You don't have to worry about 'transport mode' for short distances (e.g. 100 miles or less) - only if you plan to ship the car a long, long distance on a car carrier.
Michael


----------



## DaveInDallas (Oct 12, 1999)

*Re: How to (PanEuropean)*

I'm curious - what does transport mode do? Thanks.


----------



## PanEuropean (Nov 3, 2001)

*Re: How to (DaveInDallas)*

Hi Dave:
I'm not really 100% sure, but I think the general idea is that it turns the whole air suspension system right off and closes all the valves, so the battery does not go flat trying to compensate for movement of the vehicle while it is being transported.
Michael


----------



## chrisj428 (Feb 26, 2005)

*Re: How to (PanEuropean)*

Transport mode (AFAIK) will put the car to sleep. It will shut down all non-essential systems (certain climate functions, radio, cruise, etc.) in an effort to maintain battery levels.


----------



## PanEuropean (Nov 3, 2001)

*Re: How to (and how NOT to) tow a Phaeton (PanEuropean)*

*Archival Note:*
Please also read the information on this discussion: Damage arising from Towing & Flatbed Transportation.


----------



## PanEuropean (Nov 3, 2001)

*Re: How to (PanEuropean)*

My Phaeton had a little problem last week and needed to be transported to the VW dealer. The staff at Phaeton Customer Care did a wonderful job of contacting roadside assistance and dispatching a suitable flatbed tow truck to pick up my car - the tow truck arrived 90 minutes after my phone call, and the driver was even nice enough to drop me off at the airport!
Below are a few photos that illustrate the loading and towing process. Note that the safety chains wrapped around the lower suspension members of the car are quite loose - they are not cranked down tight, but rather just installed "finger tight" to prevent the car from moving in the event of a sudden stop by the tow truck.
The Phaeton must be set to the highest suspension level first, then put into 'jacking up mode' (to turn off the air suspension) before it is loaded onto the tow truck. These actions must be done in the specified order - first, raise the car, then second, turn off the air suspension controller (that being what invoking 'jacking up mode' does).
Michael
*Loading and Transporting the Phaeton*
First, get the towing eye from the tire changing equipment under the trunk.







>
The thread on the towing eye is 'backwards' - don't let this confuse you.

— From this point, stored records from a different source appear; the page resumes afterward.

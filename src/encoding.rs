//! Text-safe encodings for embedding arbitrary bytes inside a JSON record.
//!
//! Three schemes are supported: Ascii85 (`a85`, the default — densest of the
//! three), standard base64 (`b64`), and hexadecimal (`hex`). Ascii85 is
//! implemented here directly: it uses the offset-33 alphabet `!`..`u`, the
//! `z` shorthand for an all-zero group, and `u`-padding on a partial tail
//! group. The decoder skips ASCII whitespace and accepts the `y` shorthand
//! for a four-space group for compatibility with fold-spaces encoders.

use crate::error::{Result, ShardsetError};
use base64::Engine as _;
use base64::engine::general_purpose::STANDARD as BASE64;

/// A text-safe byte encoding scheme.
#[derive(Debug, Clone, Copy, PartialEq, Eq)]
pub enum Encoding {
    /// Ascii85: 5 characters per 4 bytes.
    A85,
    /// Standard base64 with padding.
    B64,
    /// Lowercase hexadecimal.
    Hex,
}

impl Encoding {
    /// The identifier stored in the shard footer.
    pub fn name(&self) -> &'static str {
        match self {
            Self::A85 => "a85",
            Self::B64 => "b64",
            Self::Hex => "hex",
        }
    }

    /// Parses a footer identifier.
    ///
    /// # Errors
    /// Returns [`ShardsetError::Codec`] for an unknown scheme id.
    pub fn from_name(name: &str) -> Result<Self> {
        match name {
            "a85" => Ok(Self::A85),
            "b64" => Ok(Self::B64),
            "hex" => Ok(Self::Hex),
            other => Err(ShardsetError::Codec(format!(
                "unsupported encoding '{other}'"
            ))),
        }
    }

    /// Encodes bytes as text.
    pub fn encode(&self, data: &[u8]) -> String {
        match self {
            Self::A85 => a85_encode(data),
            Self::B64 => BASE64.encode(data),
            Self::Hex => hex::encode(data),
        }
    }

    /// Decodes text back to bytes.
    ///
    /// # Errors
    /// Returns [`ShardsetError::Codec`] naming the scheme if the input is
    /// malformed.
    pub fn decode(&self, text: &str) -> Result<Vec<u8>> {
        match self {
            Self::A85 => a85_decode(text),
            Self::B64 => BASE64
                .decode(text.trim())
                .map_err(|e| ShardsetError::Codec(format!("malformed b64 input: {e}"))),
            Self::Hex => hex::decode(text.trim())
                .map_err(|e| ShardsetError::Codec(format!("malformed hex input: {e}"))),
        }
    }
}

fn a85_encode(data: &[u8]) -> String {
    let mut out = String::with_capacity(data.len() / 4 * 5 + 5);
    let mut chunks = data.chunks_exact(4);
    for chunk in &mut chunks {
        let acc = u32::from_be_bytes([chunk[0], chunk[1], chunk[2], chunk[3]]);
        if acc == 0 {
            out.push('z');
        } else {
            push_group(&mut out, acc, 5);
        }
    }
    let tail = chunks.remainder();
    if !tail.is_empty() {
        let mut padded = [0u8; 4];
        padded[..tail.len()].copy_from_slice(tail);
        // A partial group is never z-compressed; emit tail.len()+1 chars.
        push_group(&mut out, u32::from_be_bytes(padded), tail.len() + 1);
    }
    out
}

fn push_group(out: &mut String, mut acc: u32, keep: usize) {
    let mut digits = [0u8; 5];
    for d in digits.iter_mut().rev() {
        *d = (acc % 85) as u8;
        acc /= 85;
    }
    for &d in &digits[..keep] {
        out.push((d + 33) as char);
    }
}

fn a85_decode(text: &str) -> Result<Vec<u8>> {
    let mut out = Vec::with_capacity(text.len() / 5 * 4 + 4);
    let mut pending: [u32; 5] = [0; 5];
    let mut filled = 0usize;
    for c in text.chars() {
        match c {
            c if c.is_ascii_whitespace() => continue,
            'z' => {
                if filled != 0 {
                    return Err(ShardsetError::Codec(
                        "malformed a85 input: 'z' inside a group".into(),
                    ));
                }
                out.extend_from_slice(&[0, 0, 0, 0]);
            }
            'y' => {
                if filled != 0 {
                    return Err(ShardsetError::Codec(
                        "malformed a85 input: 'y' inside a group".into(),
                    ));
                }
                out.extend_from_slice(b"    ");
            }
            '!'..='u' => {
                pending[filled] = (c as u32) - 33;
                filled += 1;
                if filled == 5 {
                    let acc = fold_group(&pending)?;
                    out.extend_from_slice(&acc.to_be_bytes());
                    filled = 0;
                }
            }
            other => {
                return Err(ShardsetError::Codec(format!(
                    "malformed a85 input: invalid character '{other}'"
                )));
            }
        }
    }
    if filled == 1 {
        return Err(ShardsetError::Codec(
            "malformed a85 input: truncated final group".into(),
        ));
    }
    if filled > 1 {
        let missing = 5 - filled;
        for slot in pending.iter_mut().skip(filled) {
            *slot = 84; // pad with 'u'
        }
        let acc = fold_group(&pending)?;
        out.extend_from_slice(&acc.to_be_bytes()[..4 - missing]);
    }
    Ok(out)
}

fn fold_group(digits: &[u32; 5]) -> Result<u32> {
    let mut acc: u64 = 0;
    for &d in digits {
        acc = acc * 85 + u64::from(d);
    }
    u32::try_from(acc)
        .map_err(|_| ShardsetError::Codec("malformed a85 input: group overflow".into()))
}

#[cfg(test)]
mod tests {
    use super::*;

    #[test]
    fn a85_known_vectors() {
        assert_eq!(Encoding::A85.encode(b""), "");
        assert_eq!(Encoding::A85.encode(b"hello"), "BOu!rDZ");
        assert_eq!(Encoding::A85.encode(&[0, 0, 0, 0]), "z");
        assert_eq!(Encoding::A85.decode("BOu!rDZ").unwrap(), b"hello");
        assert_eq!(Encoding::A85.decode("z").unwrap(), vec![0, 0, 0, 0]);
    }

    #[test]
    fn a85_round_trips_all_tail_lengths() {
        let data: Vec<u8> = (0..=255u8).collect();
        for take in [0, 1, 2, 3, 4, 5, 63, 255, 256] {
            let slice = &data[..take.min(data.len())];
            let encoded = Encoding::A85.encode(slice);
            assert_eq!(Encoding::A85.decode(&encoded).unwrap(), slice, "len {take}");
        }
    }

    #[test]
    fn a85_decoder_skips_whitespace_and_folded_spaces() {
        let encoded = Encoding::A85.encode(b"hello world");
        let spaced: String = encoded
            .chars()
            .flat_map(|c| [c, '\n'])
            .collect();
        assert_eq!(Encoding::A85.decode(&spaced).unwrap(), b"hello world");
        assert_eq!(Encoding::A85.decode("y").unwrap(), b"    ");
    }

    #[test]
    fn a85_rejects_garbage() {
        for bad in ["abc~", "ab\u{7f}", "!"] {
            assert!(matches!(
                Encoding::A85.decode(bad).unwrap_err(),
                ShardsetError::Codec(_)
            ));
        }
        // 'z' may only start a group
        assert!(Encoding::A85.decode("!z").is_err());
        // group value above 2^32 - 1
        assert!(Encoding::A85.decode("uuuuu").is_err());
    }

    #[test]
    fn b64_and_hex_round_trip() {
        assert_eq!(Encoding::B64.encode(b"hello"), "aGVsbG8=");
        assert_eq!(Encoding::Hex.encode(&[0xde, 0xad]), "dead");
        let data = b"\x00\x01binary\xffpayload".to_vec();
        for scheme in [Encoding::B64, Encoding::Hex] {
            let encoded = scheme.encode(&data);
            assert_eq!(scheme.decode(&encoded).unwrap(), data);
        }
    }

    #[test]
    fn scheme_names_round_trip() {
        for scheme in [Encoding::A85, Encoding::B64, Encoding::Hex] {
            assert_eq!(Encoding::from_name(scheme.name()).unwrap(), scheme);
        }
        assert!(Encoding::from_name("base85").is_err());
    }
}
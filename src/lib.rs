//! # Shardset
//!
//! A dataset interchange toolkit built around a self-describing, shard-based
//! storage format for sequences of structured records, plus the permutation
//! engine used to reorder or subset those records without copying data.
//!
//! ## Overview
//!
//! A shard is one append-only file of newline-terminated JSON records,
//! followed by a footer object and a final line holding the footer's byte
//! offset. Every shard is self-contained: the footer carries the offset
//! index, the shard's position in its dataset chain, and the writer's full
//! transcoding policy, so a reader never needs out-of-band configuration.
//!
//! ```text
//! [record line 0] [record line 1] ... [footer line] [footer offset line]
//! ```
//!
//! ### Key Features
//!
//! *   **Random access by record number:** an offset index maps record
//!     numbers to byte ranges; readers seek rather than scan.
//! *   **Per-field transcoding:** each leaf value independently decides its
//!     serialization, whether compression pays for itself, and whether the
//!     payload is text-embedded or spilled to a sidecar file. The decisions
//!     are recorded as a suffix chain on the field's key (`name.npy.zst`)
//!     and reversed at read time.
//! *   **Lazy decoding:** records come back as [`LazyRecord`] views that
//!     decode each field on first access and cache the result.
//! *   **Datasets larger than RAM:** readers can memory-map the shard body
//!     and the offset index instead of holding them in memory.
//! *   **Size-based sharding:** the dataset writer rolls shards over by size
//!     and link-chains them; a single bare file is promoted to a directory
//!     of numbered shards on the first rollover.
//! *   **Zero-copy reordering:** seeded shuffles, stable key sorts, and
//!     hand-built permutations apply through an [`IndexedView`] at read
//!     time; a shuffle is exactly undone by the inverse permutation.
//!
//! ## Usage
//!
//! ```rust,no_run
//! use shardset::{DatasetReader, DatasetWriter, Record, Value};
//!
//! let mut writer = DatasetWriter::create("corpus.sds")?;
//! let mut record = Record::new();
//! record.insert("id".into(), Value::Int(1));
//! record.insert("text".into(), Value::from("hello"));
//! writer.write(&record)?;
//! writer.close()?;
//!
//! let reader = DatasetReader::open("corpus.sds")?;
//! let mut first = reader.get(0)?;
//! println!("{:?}", first.get("text")?);
//! # Ok::<(), shardset::ShardsetError>(())
//! ```
//!
//! ### Reordering
//!
//! ```rust,no_run
//! use shardset::{indexing, Dataset, DatasetReader, IndexedView};
//!
//! let reader = DatasetReader::open("corpus.sds")?;
//! let perm = indexing::shuffle(reader.len(), 42);
//! let shuffled = IndexedView::new(&reader, perm);
//! for record in shuffled.iter() {
//!     let _record = record?;
//! }
//! # Ok::<(), shardset::ShardsetError>(())
//! ```
//!
//! ## Concurrency
//!
//! The core is single-threaded, synchronous, blocking I/O: each shard file
//! has exactly one writer for its lifetime and is read-only thereafter.
//! Reader instances may move across threads (their internal handles are
//! guarded), but sharing one instance between threads requires external
//! synchronization. Memory mapping is used only on the read path.
//!
//! ## Error Handling
//!
//! Every failure surfaces as a [`ShardsetError`] raised at the point of
//! detection with the offending key, index, or path attached. Partially
//! written shards are invalid by design: a shard without its trailing
//! footer-offset line must be regenerated from source data.

#![deny(unsafe_code)]
#![deny(clippy::unwrap_used)]
#![deny(clippy::panic)]
#![warn(missing_docs)]

pub mod codec;
pub mod dataset;
pub mod encoding;
pub mod error;
pub mod format;
pub mod indexing;
pub mod lazy;
pub mod reader;
pub mod transcode;
pub mod value;
pub mod writer;

// Internal plumbing shared by the writer and reader.
mod io;

pub use codec::{Codec, CodecRegistry};
pub use dataset::{DatasetReader, DatasetWriter, DatasetWriterOptions};
pub use encoding::Encoding;
pub use error::{Result, ShardsetError};
pub use indexing::{IndexedView, ReorderOptions};
pub use lazy::{EagerRecord, LazyRecord};
pub use reader::{ReaderOptions, ShardReader};
pub use transcode::TranscodePolicy;
pub use value::{Record, TypedArray, Value};
pub use writer::{ShardLabels, ShardWriter, WriterOptions};

/// The capability every data source exposes: a length, random access by
/// index, and forward iteration derived from the two.
///
/// The permutation engine and the multi-shard assembler require nothing
/// more, so any indexable source — a shard reader, a whole dataset, or an
/// [`IndexedView`] over either — can be reordered and consumed uniformly.
pub trait Dataset {
    /// The record type this dataset yields.
    type Item;

    /// Number of records.
    fn len(&self) -> usize;

    /// Returns record `index`.
    ///
    /// # Errors
    /// Returns [`ShardsetError::Bounds`] for `index >= len()`.
    fn get(&self, index: usize) -> Result<Self::Item>;

    /// True if the dataset holds no records.
    fn is_empty(&self) -> bool {
        self.len() == 0
    }

    /// Iterates records in index order.
    fn iter(&self) -> DatasetIter<'_, Self>
    where
        Self: Sized,
    {
        DatasetIter {
            dataset: self,
            index: 0,
        }
    }
}

/// Forward iterator over any [`Dataset`].
#[derive(Debug)]
pub struct DatasetIter<'a, D> {
    dataset: &'a D,
    index: usize,
}

impl<D: Dataset> Iterator for DatasetIter<'_, D> {
    type Item = Result<D::Item>;

    fn next(&mut self) -> Option<Self::Item> {
        if self.index >= self.dataset.len() {
            return None;
        }
        let item = self.dataset.get(self.index);
        self.index += 1;
        Some(item)
    }

    fn size_hint(&self) -> (usize, Option<usize>) {
        let remaining = self.dataset.len().saturating_sub(self.index);
        (remaining, Some(remaining))
    }
}
//! Lazy, cache-on-first-access record decoding.
//!
//! A [`LazyRecord`] is a map-like view over one decoded record line: an
//! explicit two-tier map of raw stored entries and a decoded-value cache
//! behind a single lookup API. The first access of logical key `K` resolves
//! the stored (possibly extension-suffixed) key, runs the decode chain once,
//! caches the plain value under `K`, and drops the now-redundant suffixed
//! entry. Iteration follows the insertion order of logical keys.

use crate::error::{Result, ShardsetError};
use crate::format::{self, Transform};
use crate::transcode::{self, DecodeCtx};
use crate::value::{Record, Value};
use indexmap::IndexMap;
use serde_json::Value as JsonValue;

#[derive(Debug, Clone)]
enum Slot {
    /// Still in wire form, under its stored (suffixed) key.
    Raw(JsonValue),
    /// Decoded and cached, under its logical key.
    Ready(Value),
}

/// A lazily-decoded record.
#[derive(Debug, Clone)]
pub struct LazyRecord {
    slots: IndexMap<String, Slot>,
    ctx: DecodeCtx,
}

impl LazyRecord {
    pub(crate) fn from_wire(
        wire: serde_json::Map<String, JsonValue>,
        ctx: DecodeCtx,
    ) -> Self {
        let slots = wire.into_iter().map(|(k, v)| (k, Slot::Raw(v))).collect();
        Self { slots, ctx }
    }

    /// Number of logical fields.
    pub fn len(&self) -> usize {
        self.keys().len()
    }

    /// True if the record has no fields.
    pub fn is_empty(&self) -> bool {
        self.slots.is_empty()
    }

    /// Logical field names in insertion order.
    pub fn keys(&self) -> Vec<String> {
        let mut keys = Vec::with_capacity(self.slots.len());
        for stored in self.slots.keys() {
            let (logical, _) = format::split_key(stored, &self.ctx.ext_sep);
            if !keys.iter().any(|k| k == logical) {
                keys.push(logical.to_owned());
            }
        }
        keys
    }

    /// Whether the record has a field with this logical name.
    pub fn contains_key(&self, key: &str) -> bool {
        self.slots.keys().any(|stored| {
            format::split_key(stored, &self.ctx.ext_sep).0 == key
        })
    }

    /// Looks up logical key `key`, decoding and caching it on first access.
    ///
    /// Returns `Ok(None)` if the record has no such field.
    pub fn get(&mut self, key: &str) -> Result<Option<&Value>> {
        if !matches!(self.slots.get(key), Some(Slot::Ready(_))) {
            let resolved = self.resolve(key)?;
            if !resolved {
                return Ok(None);
            }
        }
        match self.slots.get(key) {
            Some(Slot::Ready(value)) => Ok(Some(value)),
            _ => Ok(None),
        }
    }

    /// Decodes the stored entry for `key` and replaces it (plus any other
    /// suffixed aliases) with the cached plain value. Returns false if no
    /// stored key resolves to `key`.
    fn resolve(&mut self, key: &str) -> Result<bool> {
        let matches: Vec<usize> = self
            .slots
            .keys()
            .enumerate()
            .filter(|(_, stored)| format::split_key(stored, &self.ctx.ext_sep).0 == key)
            .map(|(i, _)| i)
            .collect();
        let Some(&first) = matches.first() else {
            return Ok(false);
        };

        let (stored_key, slot) = self
            .slots
            .get_index(first)
            .map(|(k, v)| (k.clone(), v.clone()))
            .ok_or_else(|| ShardsetError::Format("lazy slot vanished".into()))?;
        let value = match slot {
            Slot::Ready(value) => value,
            Slot::Raw(wire) => transcode::decode_entry(&stored_key, &wire, &self.ctx)?.1,
        };

        // Drop every alias, back to front so indices stay valid, then cache
        // at the original position to preserve iteration order.
        for &idx in matches.iter().rev() {
            self.slots.shift_remove_index(idx);
        }
        self.slots
            .shift_insert(first, key.to_owned(), Slot::Ready(value));
        Ok(true)
    }

    /// Forces every field, returning the record as a plain nested structure.
    pub fn materialize(&mut self) -> Result<Record> {
        let mut record = Record::with_capacity(self.slots.len());
        for key in self.keys() {
            let value = self.get(&key)?.cloned().ok_or_else(|| {
                ShardsetError::Format(format!("field '{key}' vanished during materialize"))
            })?;
            record.insert(key, value);
        }
        Ok(record)
    }

    /// Forces every field and consumes the wrapper.
    pub fn into_record(mut self) -> Result<Record> {
        self.materialize()
    }

    /// Captures the record in a re-encodable form for writing into another
    /// shard without forcing a full decode of untouched payloads.
    ///
    /// Top-level transcoded leaves keep their stored wire form (sidecar-
    /// backed payloads are pulled as raw bytes so the destination can copy
    /// them verbatim); everything else is decoded to plain values.
    pub fn eagerize(&self) -> Result<EagerRecord> {
        let mut entries = Vec::with_capacity(self.slots.len());
        for (stored_key, slot) in &self.slots {
            let (logical, parts) = format::split_key(stored_key, &self.ctx.ext_sep);
            match slot {
                Slot::Ready(value) => entries.push(EagerEntry::Plain {
                    key: stored_key.clone(),
                    value: value.clone(),
                }),
                Slot::Raw(wire) if parts.is_empty() => entries.push(EagerEntry::Plain {
                    key: logical.to_owned(),
                    value: transcode::decode_tree(stored_key, wire, &self.ctx)?,
                }),
                Slot::Raw(wire) => {
                    let chain =
                        format::parse_transforms(stored_key, &parts, &self.ctx.registry)?;
                    let payload = if matches!(chain.last(), Some(Transform::Sidecar)) {
                        let reference = format::SidecarRef::from_json(stored_key, wire)?;
                        let mut sidecar = self
                            .ctx
                            .sidecar
                            .lock()
                            .unwrap_or_else(|poisoned| poisoned.into_inner());
                        Some(sidecar.read(stored_key, reference)?)
                    } else {
                        None
                    };
                    entries.push(EagerEntry::Stored {
                        logical: logical.to_owned(),
                        chain,
                        wire: wire.clone(),
                        payload,
                    });
                }
            }
        }
        Ok(EagerRecord {
            entries,
            encoding: self.ctx.encoding,
        })
    }
}

/// A record captured by [`LazyRecord::eagerize`] for rewriting into a new
/// shard.
#[derive(Debug, Clone)]
pub struct EagerRecord {
    pub(crate) entries: Vec<EagerEntry>,
    /// Text encoding the stored entries were written under.
    pub(crate) encoding: crate::encoding::Encoding,
}

impl EagerRecord {
    /// Number of fields.
    pub fn len(&self) -> usize {
        self.entries.len()
    }

    /// True if the record has no fields.
    pub fn is_empty(&self) -> bool {
        self.entries.is_empty()
    }
}

#[derive(Debug, Clone)]
pub(crate) enum EagerEntry {
    /// A plain decoded field.
    Plain { key: String, value: Value },
    /// A still-encoded top-level leaf: its transform chain, its stored wire
    /// value, and (for sidecar-backed leaves) the raw sidecar bytes.
    Stored {
        logical: String,
        chain: Vec<Transform>,
        wire: JsonValue,
        payload: Option<Vec<u8>>,
    },
}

If you need to pull from behind, here is where to find the towing eye attachment at the back of the car.








Just before loading. Wooden boards were used to smooth out the ramp transition when the car was pulled onto the ramp.








Cable connected, ready to pull the Phaeton up onto the platform.








Just after loading it, before it is tied down for security.








The retaining hooks and chains are installed *finger tight* only. They are just there for emergency purposes. 
If you set the park brake and put the transmission in PARK, the car will not move.








All done, ready to go. 
My thanks to the driver Mike, and the staff of Kustom Towing in Victoria, BC for their very prompt, courteous and professional service.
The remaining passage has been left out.